Over the years I’ve been fortunate to obtain some very good jury trial verdicts for my clients. The skills, techniques, and approaches I used during each trial to help jurors see things my client’s way had more to do with the people skills I learned over the years as a waiter and bartender in college than what I was taught in law school. My results in court and online are from the “people skills” I picked up by watching, listening to, and talking to all of the amazing guest from around the world who stayed at our Arizona ranch during my high school and college years.
When it comes to jury selection, I believe picking the right twelve people to serve as jurors in all of my 66+ trials had more to do with the skills I developed chatting with and checking people in at the front desk of Caesars Tahoe than what I learned in my evidence class. The techniques I use to help cope with emergency issues during a trial came from my experiences as a manager at Caesars and other resort properties and not what I learned in my Civil Procedure class.

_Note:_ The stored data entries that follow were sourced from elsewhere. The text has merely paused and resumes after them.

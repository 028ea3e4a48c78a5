//! Options for the deduplication engine.

use crate::error::{Error, Result};
use serde::{Deserialize, Serialize};

/// Default overall-similarity threshold.
pub const DEFAULT_THRESHOLD: f64 = 0.88;

/// Options controlling how eagerly names are merged.
///
/// All thresholds are inclusive lower bounds on a similarity ratio in `[0, 1]`.
#[derive(Debug, Clone, PartialEq, Serialize, Deserialize)]
#[serde(default)]
pub struct DedupOptions {
    /// Overall comparison-text similarity needed to merge.
    pub threshold: f64,

    /// Similarity treated as "the same string with formatting drift".
    pub near_exact_threshold: f64,

    /// Similarity between dish headlines needed to merge.
    pub headline_threshold: f64,

    /// Similarity between main-dish prefixes needed to merge.
    pub main_dish_threshold: f64,

    /// Headlines must be strictly longer than this (in characters)
    /// before headline rules may merge.
    pub min_headline_chars: usize,

    /// Whether to evaluate candidate pairs in parallel.
    pub parallel: bool,
}

impl Default for DedupOptions {
    fn default() -> Self {
        Self {
            threshold: DEFAULT_THRESHOLD,
            near_exact_threshold: 0.95,
            headline_threshold: 0.90,
            main_dish_threshold: 0.92,
            min_headline_chars: 5,
            parallel: true,
        }
    }
}

impl DedupOptions {
    /// Creates new options with default settings.
    pub fn new() -> Self {
        Self::default()
    }

    /// Options that only merge on strong evidence.
    pub fn conservative() -> Self {
        Self {
            threshold: 0.93,
            near_exact_threshold: 0.97,
            headline_threshold: 0.95,
            main_dish_threshold: 0.96,
            min_headline_chars: 8,
            parallel: true,
        }
    }

    /// Options that merge more loosely worded variants.
    pub fn aggressive() -> Self {
        Self {
            threshold: 0.82,
            near_exact_threshold: 0.93,
            headline_threshold: 0.86,
            main_dish_threshold: 0.88,
            min_headline_chars: 4,
            parallel: true,
        }
    }

    /// Sets the overall similarity threshold.
    pub fn with_threshold(mut self, threshold: f64) -> Self {
        self.threshold = threshold;
        self
    }

    /// Sets the headline similarity threshold.
    pub fn with_headline_threshold(mut self, threshold: f64) -> Self {
        self.headline_threshold = threshold;
        self
    }

    /// Sets the main-dish similarity threshold.
    pub fn with_main_dish_threshold(mut self, threshold: f64) -> Self {
        self.main_dish_threshold = threshold;
        self
    }

    /// Sets the headline length guard.
    pub fn with_min_headline_chars(mut self, chars: usize) -> Self {
        self.min_headline_chars = chars;
        self
    }

    /// Disables parallel processing.
    pub fn sequential(mut self) -> Self {
        self.parallel = false;
        self
    }

    /// Checks that every threshold lies in `[0, 1]`.
    pub fn validate(&self) -> Result<()> {
        let thresholds = [
            ("threshold", self.threshold),
            ("near_exact_threshold", self.near_exact_threshold),
            ("headline_threshold", self.headline_threshold),
            ("main_dish_threshold", self.main_dish_threshold),
        ];

        for (name, value) in thresholds {
            if !(0.0..=1.0).contains(&value) {
                return Err(Error::InvalidOption {
                    name,
                    value,
                    reason: "must be between 0.0 and 1.0",
                });
            }
        }

        Ok(())
    }
}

I didn’t realize back then that my experiences would help me today as a lawyer and entrepreneur, but they did and in a big way. The lessons I’ve learned from the highs and lows of my early life experiences are all now valuable assets I use each week in court and online.

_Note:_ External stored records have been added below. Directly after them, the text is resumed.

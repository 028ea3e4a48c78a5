//! Dish headline extraction.
//!
//! The headline is the part of a name that identifies the dish itself,
//! without the list of sides: `"Wok Jakarta Gemüsemischung mit Reis"` has
//! the headline `"Wok Jakarta"`, `"Gulasch vom Rind mit Nudeln"` has
//! `"Gulasch vom Rind"`. It only feeds similarity checks, so over- or
//! under-capturing a word is harmless.

use crate::normalize::normalize;

/// Branding word of the wok line.
pub const WOK_MARKER: &str = "wok";

/// Words that introduce side dishes.
pub const SIDE_CONNECTIVES: &[&str] = &["mit", "dazu", "in", "an"];

/// Names with at most this many words are their own headline.
pub const SHORT_NAME_WORDS: usize = 3;

/// Extracts the headline from a raw dish name.
///
/// # Example
///
/// ```
/// use mealdedup::headline::dish_headline;
///
/// assert_eq!(dish_headline("Wok Jakarta Gemüsemischung mit Reis"), "Wok Jakarta");
/// assert_eq!(dish_headline("Power & Sweet Wok mit Geflügel"), "Power Sweet Wok");
/// ```
pub fn dish_headline(raw: &str) -> String {
    headline_of_clean(&normalize(raw).clean)
}

/// Extracts the headline from text that is already normalized.
pub fn headline_of_clean(clean: &str) -> String {
    let words: Vec<&str> = clean.split_whitespace().collect();

    if clean.to_lowercase().contains(WOK_MARKER) {
        if let Some(headline) = wok_headline(&words) {
            return headline;
        }
    }

    if words.len() <= SHORT_NAME_WORDS {
        return words.join(" ");
    }

    // A connective in first position cannot end a headline
    let connective = words
        .iter()
        .skip(1)
        .position(|word| SIDE_CONNECTIVES.contains(&word.to_lowercase().as_str()));

    match connective {
        Some(pos) => words[..=pos].join(" "),
        None => words[..SHORT_NAME_WORDS].join(" "),
    }
}

/// Wok dishes are named `Wok <Style>` or `<Qualifier> Wok`.
///
/// Only the first standalone "Wok" counts. A lone leading "Wok" with nothing
/// after it yields `None` and the generic rules apply.
fn wok_headline(words: &[&str]) -> Option<String> {
    let wok_idx = words
        .iter()
        .position(|word| word.eq_ignore_ascii_case(WOK_MARKER))?;

    match wok_idx {
        0 if words.len() > 1 => Some(words[..2].join(" ")),
        0 => None,
        idx => Some(words[..=idx].join(" ")),
    }
}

Now let’s fast forward to today’s tech including social media and live streaming. I can comfortably report that my ability to quickly engage on these platforms comes from what I learned decades ago and because of the experiences I mentioned above. In court, I’ve also changed how I interact with witnesses and my jury.
Understanding the issues of time and attention, today I talk in 140 character soundbites (sort of) and do all that I can to deliver the type of message most of my young jurors hear 24/7 on social media. It’s about keeping things familiar and sharing concepts via metaphors that they understand, appreciate and respect. It’s also about giving an 18 minute dynamic TED Talk type of opening statement instead of delivering a two hour mind numbing “watch the paint dry on the wall” experience.

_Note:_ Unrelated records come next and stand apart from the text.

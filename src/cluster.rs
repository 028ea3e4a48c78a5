//! Seed-driven duplicate grouping.
//!
//! Single greedy pass over the batch: every unclaimed name seeds a new
//! group and claims each later unclaimed name that the rule chain pairs
//! with the *seed*. Members are never compared with each other, so a group
//! is not a transitive closure and the result depends on batch order.

use crate::options::DedupOptions;
use crate::rules::{evaluate, DishProfile, RuleId};
use rayon::prelude::*;
use tracing::{debug, info};

/// Indices into the profiled batch, seed first, in claim order.
#[derive(Debug, Clone, PartialEq, Eq)]
pub struct IndexGroup {
    pub members: Vec<usize>,
}

impl IndexGroup {
    pub fn seed(&self) -> usize {
        self.members[0]
    }

    pub fn len(&self) -> usize {
        self.members.len()
    }

    pub fn is_empty(&self) -> bool {
        self.members.is_empty()
    }
}

/// Builds the profiles for a batch, in parallel if enabled.
pub fn profile_batch(names: &[String], options: &DedupOptions) -> Vec<DishProfile> {
    if options.parallel {
        names.par_iter().map(|name| DishProfile::new(name)).collect()
    } else {
        names.iter().map(|name| DishProfile::new(name)).collect()
    }
}

/// Groups profiles by the seed-driven pass. Singletons are dropped.
///
/// With `options.parallel` the comparisons against one seed run on the rayon
/// pool; claims are still applied in batch order, so the result is the same
/// as the sequential pass.
pub fn build_groups(profiles: &[DishProfile], options: &DedupOptions) -> Vec<IndexGroup> {
    let mut claimed = vec![false; profiles.len()];
    let mut groups = Vec::new();
    let mut comparisons = 0usize;

    for seed in 0..profiles.len() {
        if claimed[seed] {
            continue;
        }
        claimed[seed] = true;

        let candidates: Vec<usize> = ((seed + 1)..profiles.len())
            .filter(|&idx| !claimed[idx])
            .collect();
        comparisons += candidates.len();

        let matches = match_seed(&profiles[seed], profiles, &candidates, options);

        let mut members = vec![seed];
        for (idx, rule) in matches {
            debug!(
                seed = %profiles[seed].raw,
                duplicate = %profiles[idx].raw,
                rule = ?rule,
                "claimed duplicate"
            );
            claimed[idx] = true;
            members.push(idx);
        }

        if members.len() > 1 {
            groups.push(IndexGroup { members });
        }
    }

    info!(
        names = profiles.len(),
        groups = groups.len(),
        comparisons,
        "duplicate grouping finished"
    );

    groups
}

/// Candidates that pair with `seed`, in candidate order, with the deciding rule.
fn match_seed(
    seed: &DishProfile,
    profiles: &[DishProfile],
    candidates: &[usize],
    options: &DedupOptions,
) -> Vec<(usize, Option<RuleId>)> {
    let check = |&idx: &usize| {
        let decision = evaluate(seed, &profiles[idx], options);
        decision.duplicate.then_some((idx, decision.rule))
    };

    if options.parallel {
        // par_iter + collect preserves candidate order
        candidates.par_iter().filter_map(check).collect()
    } else {
        candidates.iter().filter_map(check).collect()
    }
}
use crate::Error;
use log::warn;
use serde::de;
use std::cell::Cell;

/// Records the typed cause of a rejected load.
///
/// Serde visitors can only report failures through the backend's own error type, so
/// loaders record [`Error::UnknownType`] and [`Error::UnknownVariant`] here and the
/// caller gets them back with [`Faults::resolve`]. One instance per load call.
#[derive(Default)]
pub struct Faults {
    first: Cell<Option<Error>>,
}

impl Faults {
    pub fn new() -> Self {
        Self::default()
    }

    /// Remember `error` (the first one wins) and turn it into a backend error.
    pub fn raise<E: de::Error>(&self, error: Error) -> E {
        warn!("load rejected: {error}");
        let backend = E::custom(&error);
        let first = self.first.take();
        self.first.set(first.or(Some(error)));
        backend
    }

    pub fn take(&self) -> Option<Error> {
        self.first.take()
    }

    /// Prefer the recorded cause over the backend error it was reported as.
    pub fn resolve(&self, backend: impl Into<Error>) -> Error {
        self.take().unwrap_or_else(|| backend.into())
    }
}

The World Is Your Classroom
We can all learn important lessons from everything we do. Our experiences are a foundation for progress and future success. Nothing you’ve done, good or bad, is wasted time. Everything you do is a building block for your long-term success.
As we chatted about on TheShow.live, it simply takes the right mindset to appreciate this approach to life’s journey. Once you figure this out, anyone can flip the switch and create positive change.
Things don’t always work out, and opportunities and experiences come and go. The important thing to remember is that the experiences you have during the process are unique and powerful assets for future growth and skill. Embrace everything that happens to you, learn from your wins and losses, and always keep moving forward.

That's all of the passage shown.